Discussion on various approaches might also be useful.  This challenge is about speed so we may need a more collaborative approach - I'm willing to start the ball rolling.

How does one handle large numbers?  Do you break them up in some way?  Store them as strings?  Or store each digit in an array?  How do you handle the mathematical functions when VBA will not provide the correct answer for values greater than 15 digits?

Do we seek one of the factors (by continually testing candidates to find a remainder of zero) or is there an approach that will find both factors simultaneously?  In seeking a single factor, it makes sense to look for the factor that is less than the square root given you will be testing a smaller population but I believe this is still an inefficient approach.

Can this approach be further refined by using multi-threading and multiple starting points?  For instance, 1 thread starts at sqr and checks lower values, another starts at 3 and checks higher values, and two other threads start at some other point (e.g. sqr/2 or sqr(sqr)) checking higher and lower values.

When testing potential factors, should we first eliminate non-primes?  For example by only testing values that end in 1, 3, 7 or 9 you have cut down the potential divisors by 60%.  Also, any number whose sum of the digits is divisible by 3 is also divisible by 3 and hence not a prime number (e.g. we can tell at an glance 12363 is not a prime, nor 987654321 etc). This should cut down the number of divisors by a further 50% but does introduce additional steps into the process.

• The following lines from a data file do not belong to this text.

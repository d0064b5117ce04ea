//! Segmented virtual to physical address remapping
//!
//! The top `segment_bits` bits of a virtual offset pick a segment; each segment is a run of map
//! entries that are contiguous in virtual space, each entry pointing at its own physical extent
//! of the base storage.

use crate::errors::{Error, Result};
use crate::header::RemapHeader;
use crate::storage::Storage;
use std::convert::TryFrom;

#[derive(Debug, Copy, Clone, PartialEq, Eq)]
pub struct MapEntry {
    pub virtual_offset: u64,
    pub physical_offset: u64,
    pub size: u64,
    pub alignment: u32,
    /// Index of the entry directly following this one in virtual space
    next: Option<usize>,
}

impl MapEntry {
    pub fn new(virtual_offset: u64, physical_offset: u64, size: u64) -> Self {
        Self {
            virtual_offset,
            physical_offset,
            size,
            alignment: 0,
            next: None,
        }
    }

    pub fn virtual_offset_end(&self) -> u64 {
        self.virtual_offset + self.size
    }

    fn from_raw(raw: &repr::remap::MapEntry) -> Result<Self> {
        let field = |name: &str, value: i64| {
            u64::try_from(value)
                .map_err(|_| Error::malformed(format!("negative remap entry {}: {}", name, value)))
        };
        let entry = Self {
            virtual_offset: field("virtual offset", raw.virtual_offset.get())?,
            physical_offset: field("physical offset", raw.physical_offset.get())?,
            size: field("size", raw.size.get())?,
            alignment: raw.alignment.get() as u32,
            next: None,
        };
        if entry.virtual_offset.checked_add(entry.size).is_none()
            || entry.physical_offset.checked_add(entry.size).is_none()
        {
            return Err(Error::malformed(format!(
                "remap entry at {:#x} overflows",
                entry.virtual_offset
            )));
        }
        Ok(entry)
    }
}

/// A maximal run of virtually contiguous map entries
#[derive(Debug, Clone, PartialEq, Eq)]
pub struct RemapSegment {
    pub offset: u64,
    pub length: u64,
    first_entry: usize,
    entry_count: usize,
}

pub struct RemapStorage<S> {
    base: S,
    header: RemapHeader,
    entries: Vec<MapEntry>,
    segments: Vec<RemapSegment>,
    size: u64,
}

impl<S: Storage> RemapStorage<S> {
    /// Read `header.map_entry_count` entries from `entry_source` and build the segment table
    pub fn load<E: ?Sized + Storage>(base: S, header: RemapHeader, entry_source: &E) -> Result<Self> {
        let entry_size = repr::remap::ENTRY_SIZE;
        let table_size = u64::from(header.map_entry_count) * entry_size as u64;
        if table_size > entry_source.size() {
            return Err(Error::malformed(format!(
                "{} remap entries don't fit in a {:#x} byte table",
                header.map_entry_count,
                entry_source.size()
            )));
        }
        let mut bytes = vec![0; table_size as usize];
        entry_source.read_at(0, &mut bytes)?;
        let entries = bytes
            .chunks_exact(entry_size)
            .map(|chunk| {
                repr::read::<repr::remap::MapEntry>(chunk)
                    .ok_or_else(|| Error::malformed("truncated remap entry"))
                    .and_then(|raw| MapEntry::from_raw(&raw))
            })
            .collect::<Result<Vec<_>>>()?;
        Self::new(base, header, entries)
    }

    pub fn new(base: S, header: RemapHeader, mut entries: Vec<MapEntry>) -> Result<Self> {
        if header.segment_bits == 0 || header.segment_bits >= 64 {
            return Err(Error::malformed(format!(
                "invalid remap segment bits {}",
                header.segment_bits
            )));
        }
        for pair in entries.windows(2) {
            if pair[0].virtual_offset_end() > pair[1].virtual_offset {
                return Err(Error::malformed(format!(
                    "remap entries at {:#x} and {:#x} are unsorted or overlap",
                    pair[0].virtual_offset, pair[1].virtual_offset
                )));
            }
        }
        let base_size = base.size();
        if let Some(entry) = entries
            .iter()
            .find(|entry| entry.physical_offset + entry.size > base_size)
        {
            return Err(Error::OutOfRange {
                storage: base.kind(),
                offset: entry.physical_offset,
                len: entry.size,
            });
        }

        let segments = group_segments(
            &mut entries,
            header.map_segment_count as usize,
            header.segment_bits,
        )?;
        let size = entries
            .last()
            .map_or(0, |entry| entry.virtual_offset_end());
        Ok(Self {
            base,
            header,
            entries,
            segments,
            size,
        })
    }

    pub fn header(&self) -> &RemapHeader {
        &self.header
    }

    pub fn entries(&self) -> &[MapEntry] {
        &self.entries
    }

    pub fn segments(&self) -> &[RemapSegment] {
        &self.segments
    }

    pub fn get_ref(&self) -> &S {
        &self.base
    }

    fn segment_index(&self, offset: u64) -> u64 {
        offset >> (64 - self.header.segment_bits)
    }

    /// Index of the entry holding the byte at virtual `offset`
    fn find_entry(&self, offset: u64) -> Option<usize> {
        let segment = self
            .segments
            .get(usize::try_from(self.segment_index(offset)).ok()?)?;
        if offset < segment.offset || offset - segment.offset >= segment.length {
            return None;
        }
        let entries = &self.entries[segment.first_entry..segment.first_entry + segment.entry_count];
        entries
            .iter()
            .position(|entry| entry.virtual_offset_end() > offset)
            .map(|i| segment.first_entry + i)
            .filter(|&i| self.entries[i].virtual_offset <= offset)
    }

    /// The physical offset and map entry for virtual `offset`
    pub fn translate(&self, offset: u64) -> Result<(u64, &MapEntry)> {
        let entry = self
            .find_entry(offset)
            .map(|i| &self.entries[i])
            .ok_or(Error::OutOfRange {
                storage: self.kind(),
                offset,
                len: 0,
            })?;
        Ok((entry.physical_offset + (offset - entry.virtual_offset), entry))
    }

    fn for_each_run<F>(&self, offset: u64, len: usize, mut f: F) -> Result<()>
    where
        F: FnMut(u64, usize, usize) -> Result<()>,
    {
        let out_of_range = |position: u64, remaining: usize| Error::OutOfRange {
            storage: self.kind(),
            offset: position,
            len: remaining as u64,
        };
        if len == 0 {
            return Ok(());
        }
        let mut entry_index = self
            .find_entry(offset)
            .ok_or_else(|| out_of_range(offset, len))?;
        let mut position = offset;
        let mut done = 0;
        while done < len {
            let entry = &self.entries[entry_index];
            let entry_pos = position - entry.virtual_offset;
            let n = (entry.size - entry_pos).min((len - done) as u64) as usize;

            f(entry.physical_offset + entry_pos, done, n)?;

            done += n;
            position += n as u64;
            if done < len {
                entry_index = entry
                    .next
                    .ok_or_else(|| out_of_range(position, len - done))?;
            }
        }
        Ok(())
    }
}

/// Split `entries` into `segment_count` segments and link each entry to its successor
///
/// A segment ends where virtual contiguity breaks or where the next entry falls in another
/// segment slot.
fn group_segments(
    entries: &mut [MapEntry],
    segment_count: usize,
    segment_bits: u32,
) -> Result<Vec<RemapSegment>> {
    let slot = |entry: &MapEntry| entry.virtual_offset >> (64 - segment_bits);
    let mut segments = Vec::with_capacity(segment_count);
    let mut i = 0;
    for _ in 0..segment_count {
        let first_entry = i;
        if first_entry >= entries.len() {
            return Err(Error::malformed(format!(
                "remap table declares {} segments but only {} entries",
                segment_count,
                entries.len()
            )));
        }
        i += 1;
        while i < entries.len()
            && entries[i - 1].virtual_offset_end() == entries[i].virtual_offset
            && slot(&entries[i]) == slot(&entries[first_entry])
        {
            entries[i - 1].next = Some(i);
            i += 1;
        }
        let offset = entries[first_entry].virtual_offset;
        segments.push(RemapSegment {
            offset,
            length: entries[i - 1].virtual_offset_end() - offset,
            first_entry,
            entry_count: i - first_entry,
        });
    }
    if i != entries.len() {
        return Err(Error::malformed(format!(
            "{} remap entries are not covered by any segment",
            entries.len() - i
        )));
    }
    Ok(segments)
}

Alternatively, should we look at using a base other than base 10?  Something like base 30 for instance, being the product of the lowest 3 prime numbers 2, 3 & 5.  In base 30 the prime numbers take one of the following forms : n+1, n+7, n+11, n+13, n+17, n+19, n+23 and n+29 where n is any number divisible by 30.  In base 30 you only need to test 27% of the potential candidates.

We could use something like base 210 (2*3*5*7) but that would be unwieldy and I suspect this would be a case of diminishing marginal returns.......it's probably better to not got there.

Rather than trying a brute force approach (even with base 30, and multi-threading) is there an elegant approach like Colin's Knights tour solution?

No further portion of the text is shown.